Commodore Alexander Gillon had procured South Carolina in Europe, the state having ordered her in March 1778. Previously named Indien, she was chartered from the Chevalier de Luxembourg for a three-year period. The charter agreement provided that prize money was to be divided between the officers and crew (½), South Carolina (¼), and the Chevalier Luxembourg (¼). On her way from Europe to South Carolina she captured several prizes, and she participated in the 1782 capturing of the Bahamas with the Spanish fleet. She was captured in December 1782, and the financial terms Gillon agreed to concerning prize distribution and indemnification of the Chevalier de Luxembourg for its loss bedeviled the state's finances for years.

Additionally, the Navy included frigates, Rattlesnake, Bricole, and Truite (26), the brigs Notre Dame (16), and Comet; also General Moultrie (20). Bricole, Truite, Notre Dame and General Moultrie all participated in the defense of Charleston in early 1780.

Bricole was a flûte built by Jean-Joseph Ginoux and launched around April 19, 1764. In September 1779 she sank in the Savannah River but was refloated. The next month the French ceded her to the South Carolina government. The South Carolinians wanted to convert her to a frigate of 44 guns, but then gave up the idea and made her a floating battery instead. As such she was armed with fourteen 12-pounder guns on her lower deck and twenty-two 8-pounder guns on her upper deck. In March 1780 she was sunk in front of Charleston, South Carolina to impede the entry of British vessels.

Truite was a French vessel built to plans by Jean-Joseph Ginoux and built and launched at Le Havre on May 9, 1777. The French transferred her to the South Carolina Navy in December 1779. By March 1780 she was a frigate of 26 guns.
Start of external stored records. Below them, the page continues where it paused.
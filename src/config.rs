//! Scan configuration, read once from the environment at startup.
//!
//! `SYSGIT_PATH` is a colon-separated list of directories to scan for
//! repositories; it must be set. `SYSGIT_IGNORE` is an optional
//! colon-separated list of path substrings to drop from the discovered set.
//! Both accept `~` shorthand in their entries.

use std::path::PathBuf;

#[derive(Debug, Clone)]
pub struct Config {
    /// Root directories to scan, in configured order.
    pub roots: Vec<PathBuf>,
    /// Substrings that exclude a discovered path, already `~`-expanded.
    pub ignores: Vec<String>,
}

#[derive(Debug)]
pub enum ConfigError {
    MissingPath,
}

impl std::fmt::Display for ConfigError {
    fn fmt(&self, f: &mut std::fmt::Formatter<'_>) -> std::fmt::Result {
        match self {
            ConfigError::MissingPath => {
                write!(f, "SYSGIT_PATH is not set; set it to a colon-separated list of directories to scan")
            }
        }
    }
}

impl std::error::Error for ConfigError {}

impl Config {
    /// Build the configuration from `SYSGIT_PATH` and `SYSGIT_IGNORE`.
    pub fn from_env() -> Result<Self, ConfigError> {
        let path = std::env::var("SYSGIT_PATH").map_err(|_| ConfigError::MissingPath)?;
        let ignore = std::env::var("SYSGIT_IGNORE").ok();
        Ok(Self::from_parts(&path, ignore.as_deref()))
    }

    /// Build the configuration from raw variable values.
    pub fn from_parts(path: &str, ignore: Option<&str>) -> Self {
        Self {
            roots: split_list(path)
                .map(|entry| PathBuf::from(shellexpand::tilde(entry).into_owned()))
                .collect(),
            ignores: split_list(ignore.unwrap_or(""))
                .map(|entry| shellexpand::tilde(entry).into_owned())
                .collect(),
        }
    }
}

fn split_list(value: &str) -> impl Iterator<Item = &str> {
    value.split(':').filter(|entry| !entry.is_empty())
}

#[cfg(test)]
mod tests {
    use super::*;

    #[test]
    fn test_from_parts_splits_on_colons() {
        let config = Config::from_parts("/srv/code:/opt/work", None);
        assert_eq!(
            config.roots,
            vec![PathBuf::from("/srv/code"), PathBuf::from("/opt/work")]
        );
        assert!(config.ignores.is_empty());
    }

    #[test]
    fn test_from_parts_skips_empty_entries() {
        let config = Config::from_parts("/srv/code::", Some(":"));
        assert_eq!(config.roots, vec![PathBuf::from("/srv/code")]);
        assert!(config.ignores.is_empty());
    }

    #[test]
    fn test_from_parts_expands_tilde() {
        let config = Config::from_parts("~/code", Some("~/code/vendor"));
        let home = home::home_dir().expect("home dir in test environment");
        assert_eq!(config.roots, vec![home.join("code")]);
        assert_eq!(
            config.ignores,
            vec![home.join("code/vendor").display().to_string()]
        );
    }

    #[test]
    fn test_missing_path_error_message_names_the_variable() {
        let message = ConfigError::MissingPath.to_string();
        assert!(message.contains("SYSGIT_PATH"));
    }
}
She was sunk in the Copper River to prevent a British squadron from sailing up the river.

==American Civil War==

In 1861, the South Carolina Navy gunboat Posed served as the flagship of Commodore Josiah Tattnall III's Savannah Defense Squadron, accompanied by a squadron consisting of CSS Lady Davis, CSS Savannah, CSS Sampson, and CSS Resolute.

On May 11, 1862, in the face of advancing Union forces, Tattnall ordered the destruction of his flagship, CSS Virginia. He was later acquitted by a court-martial of all charges stemming from that action. He resumed command of the Georgia Navy on May 29, 1862, and retained it until 31 March 1863, when he turned over command of forces afloat to Commander Richard L. Page and concentrated upon the shore defenses of Savannah. When Savannah fell to General William Tecumseh Sherman's troops, Tattnall became a prisoner of war.

He was paroled on May 9, 1865, and, soon thereafter, took up residence once more in Savannah.

==South Carolina Naval Militia==

After the American Civil War, states maintained both army and naval militias. During the Spanish–American War, the South Carolina Naval Militia was federalized and deployed aboard several United States Navy vessels. In 2003, the state of South Carolina reactivated the naval militia under the South Carolina Maritime Security Act.